Data items
--- START ---
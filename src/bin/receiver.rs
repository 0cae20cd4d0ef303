//! PCM Receiver Application
//!
//! Accepts a TCP client and plays its raw PCM stream on an output device.

use anyhow::{Context, Result};
use clap::Parser;
use std::net::{Shutdown, TcpStream};
use std::path::PathBuf;
use std::sync::atomic::{AtomicBool, Ordering};
use std::sync::Arc;
use tracing_subscriber::{layer::SubscriberExt, util::SubscriberInitExt};

use pcm_relay::{
    audio::{device::list_devices, BufferPool, CpalSink},
    config::{AppConfig, ReadStrategy},
    network::{FrameSource, StreamListener},
    relay::{FlowController, RelaySummary, StopReason, WaitStrategy},
};

/// Command-line arguments for the receiver
#[derive(Parser, Debug)]
#[command(name = "receiver")]
#[command(about = "Play a raw PCM stream received over TCP")]
#[command(version)]
struct Args {
    /// Config file (defaults to the platform config dir)
    #[arg(short, long, env = "PCM_RELAY_CONFIG")]
    config: Option<PathBuf>,

    /// Port to listen on
    #[arg(short, long)]
    port: Option<u16>,

    /// Address to listen on
    #[arg(long)]
    bind: Option<String>,

    /// Output device name
    #[arg(short, long)]
    device: Option<String>,

    /// Number of buffers in the pool
    #[arg(long)]
    buffers: Option<usize>,

    /// Bytes per network chunk
    #[arg(long)]
    frame_bytes: Option<usize>,

    /// Microseconds between slot checks (0 = spin)
    #[arg(long)]
    poll_interval_us: Option<u64>,

    /// Receive chunks with a read loop instead of a single read-exact call
    #[arg(long)]
    accumulate: bool,

    /// Go back to listening after a client disconnects
    #[arg(long)]
    keep_listening: bool,

    /// List audio devices and exit
    #[arg(long)]
    list_devices: bool,
}

impl Args {
    fn apply(&self, config: &mut AppConfig) {
        if let Some(port) = self.port {
            config.network.port = port;
        }
        if let Some(bind) = &self.bind {
            config.network.bind_address = bind.clone();
        }
        if let Some(device) = &self.device {
            config.audio.device = Some(device.clone());
        }
        if let Some(buffers) = self.buffers {
            config.pool.buffers = buffers;
        }
        if let Some(frame_bytes) = self.frame_bytes {
            config.pool.frame_bytes = frame_bytes;
        }
        if let Some(interval) = self.poll_interval_us {
            config.pool.poll_interval_us = interval;
        }
        if self.accumulate {
            config.network.read_strategy = ReadStrategy::Accumulate;
        }
    }
}

#[tokio::main]
async fn main() -> Result<()> {
    // Initialize logging
    tracing_subscriber::registry()
        .with(tracing_subscriber::EnvFilter::new(
            std::env::var("RUST_LOG").unwrap_or_else(|_| "info".into()),
        ))
        .with(tracing_subscriber::fmt::layer())
        .init();

    let args = Args::parse();

    if args.list_devices {
        print_output_devices();
        return Ok(());
    }

    let mut config = AppConfig::load(args.config.as_deref()).context("Failed to load configuration")?;
    args.apply(&mut config);
    config.validate().context("Invalid configuration")?;

    tracing::info!("TCP audio receiver");
    tracing::info!(
        "Format: {} Hz, {} channels, {:?}; {} buffers of {} bytes",
        config.audio.sample_rate,
        config.audio.channels,
        config.audio.encoding,
        config.pool.buffers,
        config.pool.frame_bytes
    );

    let listener = StreamListener::bind(&config.network)
        .and_then(StreamListener::into_async)
        .context("Failed to open listening socket")?;

    loop {
        tracing::info!("Waiting for client connection...");

        let stream = tokio::select! {
            accepted = listener.accept() => {
                let (stream, _peer) = accepted.context("Failed to accept client")?;
                stream
            }
            _ = tokio::signal::ctrl_c() => {
                tracing::info!("Interrupted while waiting for a client");
                return Ok(());
            }
        };

        let (summary, interrupted) = relay_client(stream, config.clone()).await?;
        tracing::info!(
            "Stream finished ({}): {} chunks, {:.1} KB",
            summary.stop_reason,
            summary.frames_submitted,
            summary.bytes_received as f64 / 1024.0
        );

        if !listen_again(&summary, interrupted, args.keep_listening) {
            break;
        }
    }

    Ok(())
}

/// Whether to accept another client after a stream finished
fn listen_again(summary: &RelaySummary, interrupted: bool, keep_listening: bool) -> bool {
    keep_listening && !interrupted && summary.stop_reason != StopReason::StopRequested
}

/// Run one client's stream to completion, stopping early on Ctrl+C
/// Also returns whether Ctrl+C was pressed
async fn relay_client(stream: TcpStream, config: AppConfig) -> Result<(RelaySummary, bool)> {
    let stop = Arc::new(AtomicBool::new(false));
    let shutdown_handle = stream.try_clone().context("Failed to clone client socket")?;

    let mut relay = {
        let stop = stop.clone();
        tokio::task::spawn_blocking(move || run_relay(stream, &config, stop))
    };

    let summary = tokio::select! {
        finished = &mut relay => finished.context("Relay thread panicked")??,
        _ = tokio::signal::ctrl_c() => {
            tracing::info!("Stopping...");
            stop.store(true, Ordering::Release);
            // Unblock a pending read; the controller sees end of stream
            if let Err(e) = shutdown_handle.shutdown(Shutdown::Both) {
                tracing::warn!("Failed to shut down client socket, waiting for the next read: {}", e);
            }
            relay.await.context("Relay thread panicked")??
        }
    };

    Ok((summary, stop.load(Ordering::Acquire)))
}

/// Blocking part: allocate, open the device and run the flow controller
fn run_relay(stream: TcpStream, config: &AppConfig, stop: Arc<AtomicBool>) -> Result<RelaySummary> {
    let format = config.audio.format();

    let pool = BufferPool::new(config.pool.buffers, config.pool.frame_bytes, format.bytes_per_frame())
        .context("Failed to allocate audio buffers")?;
    let sink = CpalSink::new(&config.audio, config.pool.buffers, config.pool.poll_interval());
    let source = FrameSource::new(stream, config.network.read_strategy);
    let wait = WaitStrategy::from_interval(config.pool.poll_interval());

    let controller = FlowController::start(pool, source, sink, &format, stop, wait)
        .context("Failed to open audio output")?;

    Ok(controller.run())
}

fn print_output_devices() {
    println!("\n=== Available Output Devices ===");
    for device in list_devices().iter().filter(|d| d.is_output) {
        let default_marker = if device.is_default { " [DEFAULT]" } else { "" };
        println!("  {}{}:", device.name, default_marker);
        println!("    ID: {}", device.id);
        println!("    Sample rates: {:?}", device.sample_rates);
        println!("    Channels: {:?}", device.channels);
    }
    println!();
}

#[cfg(test)]
mod tests {
    use super::*;
    use pcm_relay::relay::RelayStats;

    fn finished(stop_reason: StopReason) -> RelaySummary {
        RelaySummary {
            frames_submitted: 3,
            bytes_received: 3 * 4096,
            stop_reason,
            stats: RelayStats::default(),
        }
    }

    #[test]
    fn test_client_disconnect_keeps_listening() {
        assert!(listen_again(&finished(StopReason::StreamEnded), false, true));
        assert!(!listen_again(&finished(StopReason::StreamEnded), false, false));
    }

    #[test]
    fn test_interrupt_always_exits() {
        // Ctrl+C while blocked in a read ends the stream through the socket
        // shutdown, so the reason alone may say the peer closed
        assert!(!listen_again(&finished(StopReason::StreamEnded), true, true));
        assert!(!listen_again(&finished(StopReason::ReadFailed("reset".into())), true, true));
        assert!(!listen_again(&finished(StopReason::StopRequested), false, true));
    }
}
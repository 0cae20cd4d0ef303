//! Wire format and shared descriptive types
//!
//! The stream carries no headers: sender and receiver agree on the PCM
//! format out of band, and frames of `frame_bytes` bytes follow each other
//! back to back.

use serde::{Deserialize, Serialize};

use crate::constants::{DEFAULT_CHANNELS, DEFAULT_SAMPLE_RATE};

/// Sample encoding of the payload
#[derive(Debug, Clone, Copy, PartialEq, Eq, Serialize, Deserialize, Default)]
pub enum SampleEncoding {
    /// Signed 16-bit little-endian, interleaved
    #[default]
    #[serde(rename = "s16le")]
    S16Le,
}

impl SampleEncoding {
    pub fn bytes_per_sample(&self) -> usize {
        match self {
            SampleEncoding::S16Le => 2,
        }
    }
}

/// Float scale for 16-bit samples: `i16::MIN` maps to exactly -1.0
pub const S16_FULL_SCALE: f32 = 32768.0;

/// 16-bit sample as a float in [-1, 1)
pub fn s16_to_f32(sample: i16) -> f32 {
    sample as f32 / S16_FULL_SCALE
}

/// Float sample as 16-bit, clamped; +1.0 saturates to `i16::MAX`
pub fn f32_to_s16(sample: f32) -> i16 {
    (sample.clamp(-1.0, 1.0) * S16_FULL_SCALE) as i16
}

/// Fixed output format, set at stream start and never renegotiated
#[derive(Debug, Clone, Copy, PartialEq, Eq, Serialize, Deserialize)]
pub struct PcmFormat {
    pub sample_rate: u32,
    pub channels: u16,
    pub encoding: SampleEncoding,
}

impl PcmFormat {
    pub fn new(sample_rate: u32, channels: u16, encoding: SampleEncoding) -> Self {
        Self {
            sample_rate,
            channels,
            encoding,
        }
    }

    /// Bytes in one multi-channel sample instant
    pub fn bytes_per_frame(&self) -> usize {
        self.encoding.bytes_per_sample() * self.channels as usize
    }

    /// Sample frames carried by a chunk of `bytes` bytes
    pub fn frames_in(&self, bytes: usize) -> usize {
        bytes / self.bytes_per_frame()
    }

    /// Playback duration of a chunk in microseconds
    pub fn duration_us(&self, bytes: usize) -> u64 {
        (self.frames_in(bytes) as u64 * 1_000_000) / self.sample_rate as u64
    }
}

impl Default for PcmFormat {
    fn default() -> Self {
        Self::new(DEFAULT_SAMPLE_RATE, DEFAULT_CHANNELS, SampleEncoding::S16Le)
    }
}

/// Audio device description for listings
#[derive(Debug, Clone, Serialize, Deserialize)]
pub struct AudioDeviceInfo {
    pub id: String,
    pub name: String,
    pub is_input: bool,
    pub is_output: bool,
    pub is_default: bool,
    pub sample_rates: Vec<u32>,
    pub channels: Vec<u16>,
}

#[cfg(test)]
mod tests {
    use super::*;

    #[test]
    fn test_sample_conversions_share_one_scale() {
        for sample in [i16::MIN, -16384, -1, 0, 1, 12345, i16::MAX] {
            assert_eq!(f32_to_s16(s16_to_f32(sample)), sample);
        }
        assert_eq!(s16_to_f32(i16::MIN), -1.0);
        assert_eq!(f32_to_s16(0.5), 16384);
        assert_eq!(f32_to_s16(1.0), i16::MAX);
        assert_eq!(f32_to_s16(-2.0), i16::MIN);
    }

    #[test]
    fn test_default_format_geometry() {
        let format = PcmFormat::default();
        assert_eq!(format.bytes_per_frame(), 4);
        assert_eq!(format.frames_in(4096), 1024);
    }

    #[test]
    fn test_chunk_duration() {
        let format = PcmFormat::new(48000, 2, SampleEncoding::S16Le);
        // 480 frames at 48kHz = 10ms
        assert_eq!(format.duration_us(480 * 4), 10_000);
    }

    #[test]
    fn test_encoding_serde_name() {
        let format: PcmFormat =
            toml::from_str("sample_rate = 22050\nchannels = 1\nencoding = \"s16le\"").unwrap();
        assert_eq!(format.channels, 1);
        assert_eq!(format.bytes_per_frame(), 2);
    }
}
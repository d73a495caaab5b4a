//! Conversation history, keyed by conversation id
//!
//! History is process-wide shared mutable state, so each conversation lives
//! behind its own `tokio::sync::Mutex` and the query pipeline holds that lock
//! for the whole rewrite-retrieve-answer sequence. Two requests on the same
//! conversation therefore serialize end-to-end; requests on different
//! conversations run concurrently.

use std::sync::Arc;

use dashmap::DashMap;
use tokio::sync::Mutex;

use crate::types::Turn;

/// Conversation id used when the client does not supply one
pub const DEFAULT_CONVERSATION: &str = "default";

/// Ordered log of conversation turns.
///
/// Invariant: at any point where the lock is not held, the log contains only
/// questions actually asked and answers actually returned, in order. The
/// transient turn the query rewriter needs is built with [`with_candidate`]
/// and never touches the durable log.
///
/// [`with_candidate`]: Conversation::with_candidate
#[derive(Debug, Default)]
pub struct Conversation {
    turns: Vec<Turn>,
}

impl Conversation {
    /// Create an empty conversation
    pub fn new() -> Self {
        Self::default()
    }

    /// Append a turn to the durable log
    pub fn append(&mut self, turn: Turn) {
        self.turns.push(turn);
    }

    /// Remove and return the most recent turn
    pub fn remove_last(&mut self) -> Option<Turn> {
        self.turns.pop()
    }

    /// Read-only view of the log, oldest first
    pub fn snapshot(&self) -> &[Turn] {
        &self.turns
    }

    /// Number of turns in the log
    pub fn len(&self) -> usize {
        self.turns.len()
    }

    /// Whether the log is empty
    pub fn is_empty(&self) -> bool {
        self.turns.is_empty()
    }

    /// Build the transient turn sequence for query rewriting: the durable
    /// log followed by the candidate turn. The log itself is not mutated.
    pub fn with_candidate(&self, candidate: Turn) -> Vec<Turn> {
        let mut turns = Vec::with_capacity(self.turns.len() + 1);
        turns.extend_from_slice(&self.turns);
        turns.push(candidate);
        turns
    }
}

/// Process-wide store of conversations
#[derive(Debug, Default)]
pub struct ConversationStore {
    conversations: DashMap<String, Arc<Mutex<Conversation>>>,
}

impl ConversationStore {
    /// Create an empty store
    pub fn new() -> Self {
        Self::default()
    }

    /// Fetch the conversation for `id`, creating it on first use
    pub fn get_or_create(&self, id: &str) -> Arc<Mutex<Conversation>> {
        self.conversations
            .entry(id.to_string())
            .or_insert_with(|| Arc::new(Mutex::new(Conversation::new())))
            .clone()
    }

    /// Number of known conversations
    pub fn len(&self) -> usize {
        self.conversations.len()
    }

    /// Whether any conversation exists
    pub fn is_empty(&self) -> bool {
        self.conversations.is_empty()
    }
}
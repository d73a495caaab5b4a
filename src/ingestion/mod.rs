//! Document ingestion: load, chunk, embed, and index uploaded PDFs

pub mod chunker;
pub mod loader;

use std::path::Path;
use std::sync::Arc;

use futures_util::future::join_all;
use tokio::sync::Semaphore;

use crate::config::{ChunkingConfig, IngestionConfig};
use crate::error::{Error, Result};
use crate::providers::{EmbeddingProvider, VectorIndexProvider};

pub use chunker::RecursiveChunker;
pub use loader::{DocumentLoader, PdfLoader};

/// End-to-end ingestion pipeline.
///
/// Each batch of chunks is embedded and upserted independently under a
/// bounded concurrency limit. A failure in any batch fails the whole
/// ingestion.
pub struct IngestionPipeline {
    loader: Arc<dyn DocumentLoader>,
    chunker: RecursiveChunker,
    embedder: Arc<dyn EmbeddingProvider>,
    index: Arc<dyn VectorIndexProvider>,
    concurrency: usize,
    batch_size: usize,
}

impl IngestionPipeline {
    pub fn new(
        loader: Arc<dyn DocumentLoader>,
        embedder: Arc<dyn EmbeddingProvider>,
        index: Arc<dyn VectorIndexProvider>,
        chunking: &ChunkingConfig,
        ingestion: &IngestionConfig,
    ) -> Self {
        Self {
            loader,
            chunker: RecursiveChunker::new(chunking.chunk_size, chunking.chunk_overlap),
            embedder,
            index,
            concurrency: ingestion.embed_concurrency.max(1),
            batch_size: ingestion.embed_batch_size.max(1),
        }
    }

    /// Ingest one document: extract, chunk, embed, and upsert.
    ///
    /// Returns the number of chunks indexed.
    pub async fn ingest(&self, path: &Path, source: &str) -> Result<usize> {
        let segments = {
            let loader = Arc::clone(&self.loader);
            let path = path.to_path_buf();
            let filename = source.to_string();
            tokio::task::spawn_blocking(move || loader.load(&path))
                .await
                .map_err(|e| Error::Extraction {
                    filename,
                    message: format!("Extraction task failed: {e}"),
                })??
        };

        let chunks = self.chunker.split(source, &segments);
        if chunks.is_empty() {
            return Err(Error::Extraction {
                filename: source.to_string(),
                message: "Document produced no chunks".to_string(),
            });
        }

        let total = chunks.len();
        tracing::info!(source, chunks = total, "Embedding and indexing document");

        let semaphore = Arc::new(Semaphore::new(self.concurrency));
        let batches = join_all(chunks.chunks(self.batch_size).map(|batch| {
            let semaphore = Arc::clone(&semaphore);
            async move {
                let _permit = semaphore
                    .acquire()
                    .await
                    .map_err(|e| Error::embedding(format!("Semaphore closed: {e}")))?;

                let texts: Vec<String> = batch.iter().map(|c| c.text.clone()).collect();
                let embeddings = self.embedder.embed_batch(&texts).await?;

                if embeddings.len() != batch.len() {
                    return Err(Error::embedding(format!(
                        "Embedder returned {} vectors for {} chunks",
                        embeddings.len(),
                        batch.len()
                    )));
                }

                let embedded: Vec<_> = batch
                    .iter()
                    .zip(embeddings)
                    .map(|(chunk, embedding)| chunk.clone().with_embedding(embedding))
                    .collect();

                self.index.upsert(&embedded).await
            }
        }))
        .await;

        for result in batches {
            result?;
        }

        tracing::info!(source, chunks = total, "Document indexed");
        Ok(total)
    }
}

#[cfg(test)]
mod tests {
    use super::*;

    use std::sync::atomic::{AtomicUsize, Ordering};
    use std::sync::Mutex;
    use std::time::Duration;

    use async_trait::async_trait;

    use crate::types::{Chunk, RetrievedMatch, TextSegment};

    struct FixedLoader {
        segments: Vec<TextSegment>,
    }

    impl DocumentLoader for FixedLoader {
        fn load(&self, _path: &Path) -> Result<Vec<TextSegment>> {
            Ok(self.segments.clone())
        }
    }

    struct FailingLoader;

    impl DocumentLoader for FailingLoader {
        fn load(&self, _path: &Path) -> Result<Vec<TextSegment>> {
            Err(Error::Extraction {
                filename: "bad.pdf".to_string(),
                message: "No extractable text found in PDF".to_string(),
            })
        }
    }

    struct CountingEmbedder {
        in_flight: AtomicUsize,
        max_in_flight: AtomicUsize,
    }

    impl CountingEmbedder {
        fn new() -> Self {
            Self {
                in_flight: AtomicUsize::new(0),
                max_in_flight: AtomicUsize::new(0),
            }
        }
    }

    #[async_trait]
    impl EmbeddingProvider for CountingEmbedder {
        async fn embed(&self, _text: &str) -> Result<Vec<f32>> {
            Ok(vec![0.5; 4])
        }

        async fn embed_batch(&self, texts: &[String]) -> Result<Vec<Vec<f32>>> {
            let current = self.in_flight.fetch_add(1, Ordering::SeqCst) + 1;
            self.max_in_flight.fetch_max(current, Ordering::SeqCst);
            tokio::time::sleep(Duration::from_millis(20)).await;
            self.in_flight.fetch_sub(1, Ordering::SeqCst);
            Ok(texts.iter().map(|_| vec![0.5; 4]).collect())
        }

        fn name(&self) -> &str {
            "counting"
        }
    }

    #[derive(Default)]
    struct RecordingIndex {
        upserted: Mutex<Vec<Chunk>>,
    }

    #[async_trait]
    impl VectorIndexProvider for RecordingIndex {
        async fn upsert(&self, chunks: &[Chunk]) -> Result<()> {
            self.upserted
                .lock()
                .unwrap()
                .extend(chunks.iter().cloned());
            Ok(())
        }

        async fn query(&self, _vector: &[f32], _top_k: usize) -> Result<Vec<RetrievedMatch>> {
            Ok(Vec::new())
        }

        fn name(&self) -> &str {
            "recording"
        }
    }

    fn pipeline_with(
        loader: Arc<dyn DocumentLoader>,
        embedder: Arc<dyn EmbeddingProvider>,
        index: Arc<dyn VectorIndexProvider>,
        concurrency: usize,
        batch_size: usize,
    ) -> IngestionPipeline {
        IngestionPipeline::new(
            loader,
            embedder,
            index,
            &ChunkingConfig {
                chunk_size: 40,
                chunk_overlap: 8,
            },
            &IngestionConfig {
                embed_concurrency: concurrency,
                embed_batch_size: batch_size,
            },
        )
    }

    #[tokio::test]
    async fn ingest_embeds_and_upserts_every_chunk() {
        let index = Arc::new(RecordingIndex::default());
        let pipeline = pipeline_with(
            Arc::new(FixedLoader {
                segments: vec![TextSegment::page(
                    1,
                    "Binary heaps support insert in logarithmic time. \
                     Quicksort partitions around a pivot element.",
                )],
            }),
            Arc::new(CountingEmbedder::new()),
            Arc::clone(&index) as Arc<dyn VectorIndexProvider>,
            2,
            2,
        );

        let count = pipeline
            .ingest(Path::new("/tmp/upload.pdf"), "dsa.pdf")
            .await
            .unwrap();

        let upserted = index.upserted.lock().unwrap();
        assert_eq!(count, upserted.len());
        assert!(count > 1);
        for chunk in upserted.iter() {
            assert!(!chunk.embedding.is_empty());
            assert_eq!(chunk.metadata.source, "dsa.pdf");
        }
    }

    #[tokio::test]
    async fn concurrent_batches_stay_under_the_limit() {
        let embedder = Arc::new(CountingEmbedder::new());
        let pipeline = pipeline_with(
            Arc::new(FixedLoader {
                segments: vec![TextSegment::page(1, &"word ".repeat(200))],
            }),
            Arc::clone(&embedder) as Arc<dyn EmbeddingProvider>,
            Arc::new(RecordingIndex::default()),
            3,
            1,
        );

        pipeline
            .ingest(Path::new("/tmp/upload.pdf"), "long.pdf")
            .await
            .unwrap();

        assert!(embedder.max_in_flight.load(Ordering::SeqCst) <= 3);
        assert!(embedder.max_in_flight.load(Ordering::SeqCst) >= 2);
    }

    #[tokio::test]
    async fn extraction_failure_propagates() {
        let pipeline = pipeline_with(
            Arc::new(FailingLoader),
            Arc::new(CountingEmbedder::new()),
            Arc::new(RecordingIndex::default()),
            2,
            4,
        );

        let err = pipeline
            .ingest(Path::new("/tmp/upload.pdf"), "bad.pdf")
            .await
            .unwrap_err();
        assert!(matches!(err, Error::Extraction { .. }));
    }
}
--- END ---
Of all the entries above, output exactly the lines between the one holding "finished = &mut" and the one holding "source = FrameSource::new(stream, config.network.read_strategy);", inclusive.

■ **Exercise output**
        finished = &mut relay => finished.context("Relay thread panicked")??,
        _ = tokio::signal::ctrl_c() => {
            tracing::info!("Stopping...");
            stop.store(true, Ordering::Release);
            // Unblock a pending read; the controller sees end of stream
            if let Err(e) = shutdown_handle.shutdown(Shutdown::Both) {
                tracing::warn!("Failed to shut down client socket, waiting for the next read: {}", e);
            }
            relay.await.context("Relay thread panicked")??
        }
    };

    Ok((summary, stop.load(Ordering::Acquire)))
}

/// Blocking part: allocate, open the device and run the flow controller
fn run_relay(stream: TcpStream, config: &AppConfig, stop: Arc<AtomicBool>) -> Result<RelaySummary> {
    let format = config.audio.format();

    let pool = BufferPool::new(config.pool.buffers, config.pool.frame_bytes, format.bytes_per_frame())
        .context("Failed to allocate audio buffers")?;
    let sink = CpalSink::new(&config.audio, config.pool.buffers, config.pool.poll_interval());
    let source = FrameSource::new(stream, config.network.read_strategy);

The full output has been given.